Travaillons ! Le travail honore ; Il grandit l’être intelligent. Plus tard, notre effort diligent Saura guider l’outil sonore.
La patrie est un atelier. Chaque citoyen a sa tâche ; Du nœud social qui l’attache aucun ne doit se délier.
Le paresseux tend son embûche, Et veut vivre aux dépens d’autrui ; Il traîne, importun, son ennui. C’est le frelon dans une ruche.
Dans la ruche humaine, soyons Non des frelons, mais des abeilles. Le travail produit les merveilles Que sous les cieux bleus nous voyons.

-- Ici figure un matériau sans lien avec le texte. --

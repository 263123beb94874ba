//! Per-family recognizers.
//!
//! Each recognizer either declines a string (`Ok(None)`), letting the next
//! stage look at it, or claims it and returns the finished result, valid or
//! not. Claiming is final.

use crate::checksum::{
    decode_base58check, ican_print_format, is_uniform_case, verify_eip55, verify_ican,
};
use crate::error::EngineError;
use crate::name_service;
use crate::options::ResolvedOptions;
use crate::registry::{PatternId, Registry, BECH32_CHARSET, COSMOS_CHAINS};
use crate::result::{NetworkInfo, LEGACY_NOT_ALLOWED, TESTNET_NOT_ALLOWED};
use crate::types::{
    AddressFormat, CardanoKind, CardanoMetadata, CashAddrKind, CashAddrMetadata, CosmosMetadata,
    EncodedMetadata, EvmMetadata, IcanMetadata, Metadata, Network, UtxoMetadata,
};

/// Everything a recognizer may read.
#[derive(Debug, Clone, Copy)]
pub struct Context<'a> {
    pub registry: &'a Registry,
    pub options: &'a ResolvedOptions,
    /// Re-check EIP-55 even for uniform-case input.
    pub force_checksum: bool,
}

pub type Recognition = Result<Option<NetworkInfo>, EngineError>;

/// Applies the testnet policy to an otherwise final result.
fn gate_testnet(info: NetworkInfo, is_testnet: bool, ctx: &Context<'_>) -> NetworkInfo {
    if is_testnet && !ctx.options.testnet && info.is_valid {
        info.rejected(TESTNET_NOT_ALLOWED)
    } else {
        info
    }
}

fn encoded(format: AddressFormat) -> Metadata {
    Metadata::Encoded(EncodedMetadata { format })
}

pub fn name_service(address: &str, ctx: &Context<'_>) -> Recognition {
    Ok(name_service::recognize(address, ctx.options, ctx.registry))
}

// ─────────────────────────────────────────────────────────────────────────────
// Hex families
// ─────────────────────────────────────────────────────────────────────────────

pub fn evm(address: &str, ctx: &Context<'_>) -> Recognition {
    if !ctx.registry.is_match(PatternId::Evm, address) {
        return Ok(None);
    }

    let is_checksum_valid = if !ctx.force_checksum && is_uniform_case(address) {
        true
    } else {
        verify_eip55(address)?
    };

    let metadata = Metadata::Evm(EvmMetadata {
        format: AddressFormat::Hex,
        is_checksum_valid,
    });

    Ok(Some(if is_checksum_valid {
        NetworkInfo::valid(Network::Evm, "EVM-compatible address", metadata)
    } else {
        NetworkInfo::invalid(Network::Evm, "Invalid EVM address checksum").with_metadata(metadata)
    }))
}

pub fn ican(address: &str, ctx: &Context<'_>) -> Recognition {
    let caps = match ctx.registry.get(PatternId::Ican).captures(address) {
        Some(caps) => caps,
        None => return Ok(None),
    };

    let (codename, label, is_testnet, is_enterprise) =
        match caps[1].to_ascii_lowercase().as_str() {
            "ab" => ("Devin", "testnet", true, false),
            "ce" => ("Enterprise", "enterprise", false, true),
            _ => ("Mainnet", "mainnet", false, false),
        };

    let is_checksum_valid = verify_ican(address)?;
    let electronic_format = address.to_ascii_uppercase();
    let metadata = Metadata::Ican(IcanMetadata {
        format: AddressFormat::Ican,
        is_checksum_valid,
        is_testnet,
        is_enterprise,
        codename: codename.to_string(),
        print_format: ican_print_format(&electronic_format),
        electronic_format,
    });

    if !is_checksum_valid {
        return Ok(Some(
            NetworkInfo::invalid(Network::Xcb, "Invalid Core Coin address checksum")
                .with_metadata(metadata),
        ));
    }

    let info = NetworkInfo::valid(
        Network::Xcb,
        format!("Core Coin {label} address"),
        metadata,
    );
    Ok(Some(gate_testnet(info, is_testnet, ctx)))
}

// ─────────────────────────────────────────────────────────────────────────────
// UTXO families: legacy / segwit / native segwit
// ─────────────────────────────────────────────────────────────────────────────

/// One coin family's three address tiers.
#[derive(Debug, Clone, Copy)]
pub struct UtxoFamily {
    pub network: Network,
    pub legacy: PatternId,
    pub segwit: PatternId,
    pub native_segwit: PatternId,
    /// Version byte of a decoded legacy (P2PKH) payload.
    pub legacy_version: u8,
    /// Version byte of a decoded segwit-compatible (P2SH) payload.
    pub segwit_version: u8,
    /// Native segwit human-readable part reserved for testnet.
    pub testnet_hrp: &'static str,
    /// Networks whose legacy addresses are byte-for-byte identical.
    pub legacy_compatible_with: &'static [Network],
}

pub const BITCOIN: UtxoFamily = UtxoFamily {
    network: Network::Bitcoin,
    legacy: PatternId::BitcoinLegacy,
    segwit: PatternId::BitcoinSegwit,
    native_segwit: PatternId::BitcoinNativeSegwit,
    legacy_version: 0x00,
    segwit_version: 0x05,
    testnet_hrp: "tb1",
    legacy_compatible_with: &[Network::BitcoinCash],
};

pub const LITECOIN: UtxoFamily = UtxoFamily {
    network: Network::Litecoin,
    legacy: PatternId::LitecoinLegacy,
    segwit: PatternId::LitecoinSegwit,
    native_segwit: PatternId::LitecoinNativeSegwit,
    legacy_version: 0x30,
    segwit_version: 0x32,
    testnet_hrp: "tltc1",
    legacy_compatible_with: &[],
};

/// Hash160 plus one version byte.
const BASE58_PAYLOAD_LEN: usize = 21;

fn base58_tier(
    address: &str,
    family: &UtxoFamily,
    format: AddressFormat,
    label: &str,
    version: u8,
    compatible_with: &[Network],
) -> NetworkInfo {
    let name = family.network.display_name();
    match decode_base58check(address) {
        Some(payload) if payload.len() == BASE58_PAYLOAD_LEN && payload[0] == version => {
            NetworkInfo::valid(
                family.network,
                format!("{name} {label} address"),
                Metadata::Utxo(UtxoMetadata {
                    format,
                    is_testnet: false,
                    compatible_with: compatible_with.to_vec(),
                }),
            )
        }
        _ => NetworkInfo::invalid(family.network, format!("Invalid {name} {label} address")),
    }
}

pub fn utxo(address: &str, ctx: &Context<'_>, family: &UtxoFamily) -> Recognition {
    let registry = ctx.registry;

    if registry.is_match(family.legacy, address) {
        let info = base58_tier(
            address,
            family,
            AddressFormat::Legacy,
            "Legacy",
            family.legacy_version,
            family.legacy_compatible_with,
        );
        if info.is_valid && !ctx.options.enabled_legacy {
            return Ok(Some(info.rejected(LEGACY_NOT_ALLOWED)));
        }
        return Ok(Some(info));
    }

    if registry.is_match(family.segwit, address) {
        return Ok(Some(base58_tier(
            address,
            family,
            AddressFormat::Segwit,
            "SegWit",
            family.segwit_version,
            &[],
        )));
    }

    if let Some(caps) = registry.get(family.native_segwit).captures(address) {
        let is_testnet = &caps[1] == family.testnet_hrp;
        let name = family.network.display_name();
        let description = if is_testnet {
            format!("{name} Testnet Native SegWit address")
        } else {
            format!("{name} Native SegWit address")
        };
        let info = NetworkInfo::valid(
            family.network,
            description,
            Metadata::Utxo(UtxoMetadata {
                format: AddressFormat::NativeSegwit,
                is_testnet,
                compatible_with: Vec::new(),
            }),
        );
        return Ok(Some(gate_testnet(info, is_testnet, ctx)));
    }

    Ok(None)
}

pub fn bitcoin(address: &str, ctx: &Context<'_>) -> Recognition {
    utxo(address, ctx, &BITCOIN)
}

pub fn litecoin(address: &str, ctx: &Context<'_>) -> Recognition {
    utxo(address, ctx, &LITECOIN)
}

// ─────────────────────────────────────────────────────────────────────────────
// Bech32 families
// ─────────────────────────────────────────────────────────────────────────────

pub fn cosmos(address: &str, ctx: &Context<'_>) -> Recognition {
    let caps = match ctx.registry.get(PatternId::Cosmos).captures(address) {
        Some(caps) => caps,
        None => return Ok(None),
    };

    let hrp = &caps[1];
    let chain_name = COSMOS_CHAINS
        .iter()
        .find(|(prefix, _)| *prefix == hrp)
        .map_or(hrp, |(_, name)| *name);

    Ok(Some(NetworkInfo::valid(
        Network::Cosmos,
        format!("{chain_name} address"),
        Metadata::Cosmos(CosmosMetadata {
            format: AddressFormat::Bech32,
            chain: hrp.to_string(),
        }),
    )))
}

const CARDANO_PAYMENT_DATA_LEN: usize = 98;
const CARDANO_STAKE_DATA_LEN: usize = 53;

pub fn cardano(address: &str, ctx: &Context<'_>) -> Recognition {
    let caps = match ctx.registry.get(PatternId::CardanoPrefix).captures(address) {
        Some(caps) => caps,
        None => return Ok(None),
    };

    let (kind, is_testnet) = match &caps[1] {
        "addr" => (CardanoKind::Payment, false),
        "addr_test" => (CardanoKind::Payment, true),
        "stake" => (CardanoKind::Stake, false),
        _ => (CardanoKind::Stake, true),
    };
    let expected_len = match kind {
        CardanoKind::Payment => CARDANO_PAYMENT_DATA_LEN,
        CardanoKind::Stake => CARDANO_STAKE_DATA_LEN,
    };

    let data = &caps[2];
    if data.len() != expected_len || !data.chars().all(|c| BECH32_CHARSET.contains(c)) {
        return Ok(Some(NetworkInfo::invalid(
            Network::Cardano,
            "Invalid Cardano address format",
        )));
    }

    let role = match kind {
        CardanoKind::Payment => "payment",
        CardanoKind::Stake => "stake",
    };
    let description = if is_testnet {
        format!("Cardano testnet {role} address")
    } else {
        format!("Cardano {role} address")
    };

    let info = NetworkInfo::valid(
        Network::Cardano,
        description,
        Metadata::Cardano(CardanoMetadata {
            format: AddressFormat::Bech32,
            is_testnet,
            kind,
        }),
    );
    Ok(Some(gate_testnet(info, is_testnet, ctx)))
}

// ─────────────────────────────────────────────────────────────────────────────
// Base58 families
// ─────────────────────────────────────────────────────────────────────────────

pub fn ripple(address: &str, ctx: &Context<'_>) -> Recognition {
    if !ctx.registry.is_match(PatternId::Ripple, address) {
        return Ok(None);
    }
    Ok(Some(NetworkInfo::valid(
        Network::Ripple,
        "Ripple (XRP) address",
        encoded(AddressFormat::Base58),
    )))
}

pub fn tron(address: &str, ctx: &Context<'_>) -> Recognition {
    if !ctx.registry.is_match(PatternId::TronCandidate, address) {
        return Ok(None);
    }
    if !ctx.registry.is_match(PatternId::Tron, address) {
        return Ok(Some(NetworkInfo::invalid(
            Network::Tron,
            "Invalid Tron address format",
        )));
    }
    Ok(Some(NetworkInfo::valid(
        Network::Tron,
        "Tron address",
        encoded(AddressFormat::Base58),
    )))
}

/// Length-range-only base58 families. A candidate starting with a prefix
/// reserved by a strict family is claimed as ambiguous, never attributed.
fn loose_base58(
    address: &str,
    ctx: &Context<'_>,
    network: Network,
    pattern: PatternId,
    description: &str,
) -> Recognition {
    if !ctx.registry.is_match(pattern, address) {
        return Ok(None);
    }
    if let Some(reserved) = ctx.options.reserved_prefix(address) {
        return Ok(Some(NetworkInfo::unattributed(format!(
            "Ambiguous address: prefix '{}' is reserved for {}",
            reserved.prefix, reserved.owner
        ))));
    }
    Ok(Some(NetworkInfo::valid(
        network,
        description,
        encoded(AddressFormat::Base58),
    )))
}

pub fn solana(address: &str, ctx: &Context<'_>) -> Recognition {
    loose_base58(address, ctx, Network::Solana, PatternId::Solana, "Solana address")
}

pub fn polkadot(address: &str, ctx: &Context<'_>) -> Recognition {
    loose_base58(
        address,
        ctx,
        Network::Polkadot,
        PatternId::Polkadot,
        "Polkadot (SS58) address",
    )
}

// ─────────────────────────────────────────────────────────────────────────────
// Base32 families
// ─────────────────────────────────────────────────────────────────────────────

pub fn stellar(address: &str, ctx: &Context<'_>) -> Recognition {
    if !ctx.registry.is_match(PatternId::Stellar, address) {
        return Ok(None);
    }
    Ok(Some(NetworkInfo::valid(
        Network::Stellar,
        "Stellar address",
        encoded(AddressFormat::Base32),
    )))
}

pub fn algorand(address: &str, ctx: &Context<'_>) -> Recognition {
    if !ctx.registry.is_match(PatternId::Algorand, address) {
        return Ok(None);
    }
    Ok(Some(NetworkInfo::valid(
        Network::Algorand,
        "Algorand address",
        encoded(AddressFormat::Base32),
    )))
}

// ─────────────────────────────────────────────────────────────────────────────
// CashAddr
// ─────────────────────────────────────────────────────────────────────────────

pub fn bitcoin_cash(address: &str, ctx: &Context<'_>) -> Recognition {
    let caps = match ctx.registry.get(PatternId::CashAddr).captures(address) {
        Some(caps) => caps,
        None => return Ok(None),
    };

    let has_upper = address.chars().any(|c| c.is_ascii_uppercase());
    let has_lower = address.chars().any(|c| c.is_ascii_lowercase());
    if has_upper && has_lower {
        return Ok(Some(NetworkInfo::invalid(
            Network::BitcoinCash,
            "Invalid Bitcoin Cash address: mixed case",
        )));
    }

    let payload = caps[2].to_ascii_lowercase();
    if !ctx.registry.is_match(PatternId::CashAddrPayload, &payload) {
        return Ok(Some(NetworkInfo::invalid(
            Network::BitcoinCash,
            "Invalid Bitcoin Cash address",
        )));
    }

    let is_testnet = caps
        .get(1)
        .map_or(false, |prefix| prefix.as_str().eq_ignore_ascii_case("bchtest"));
    let kind = if payload.starts_with('q') {
        CashAddrKind::P2pkh
    } else {
        CashAddrKind::P2sh
    };
    let description = if is_testnet {
        "Bitcoin Cash Testnet address"
    } else {
        "Bitcoin Cash address"
    };

    let info = NetworkInfo::valid(
        Network::BitcoinCash,
        description,
        Metadata::CashAddr(CashAddrMetadata {
            format: AddressFormat::Cashaddr,
            is_testnet,
            kind,
        }),
    );
    Ok(Some(gate_testnet(info, is_testnet, ctx)))
}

Il donne aux champs leurs blondes gerbes ; Il soumet les flots écumants ; Il enchaîne les éléments ; Il construit les cités superbes.
Il affranchit l’âme et le corps, Dompte les passions iniques, Brise les pouvoirs tyranniques ; Il rend le bras et le cœur forts.
Le travail transforme le monde, Il dit aux nations : debout ! Il trace des sillons partout. Le regard de Dieu les féconde.
Des vertus constant défenseur, Et de l’homme seule noblesse, Il est sans peur et sans faiblesse, Comme la liberté, sa sœur.
L’ouvrier des champs ou des villes N’a qu’un maître : c’est le devoir. Il l’écoute, fier de n’avoir Ni sentiments, ni mains serviles.
Son labeur, que le soir finit, Avec l’aurore se déploie, Pour donner le pain et la joie A sa famille, son doux nid.
Et cette famille si chère, Il la quitte et court au combat, Quand sur le sol sacré s’abat Une immense armée étrangère.
Le drapeau, nos droits, notre honneur, C’est sa richesse, c’est lui-même. Soldat de la France, qu’il aime, Il meurt pour elle avec bonheur.
Puisses-tu triompher, ô France ! Nous jurons, nous, tes jeunes fils, De n’être jamais asservis. Te venger est notre espérance.
Mère, de tes maux nous souffrons. Nous n’avons à nous que notre âme Et notre amour, divine flamme : Reçois-les : nous te les offrons.
Travaillons ! Le travail honore, Il grandit l’être intelligent. Plus tard, notre effort diligent S’armera du fer qui dévore.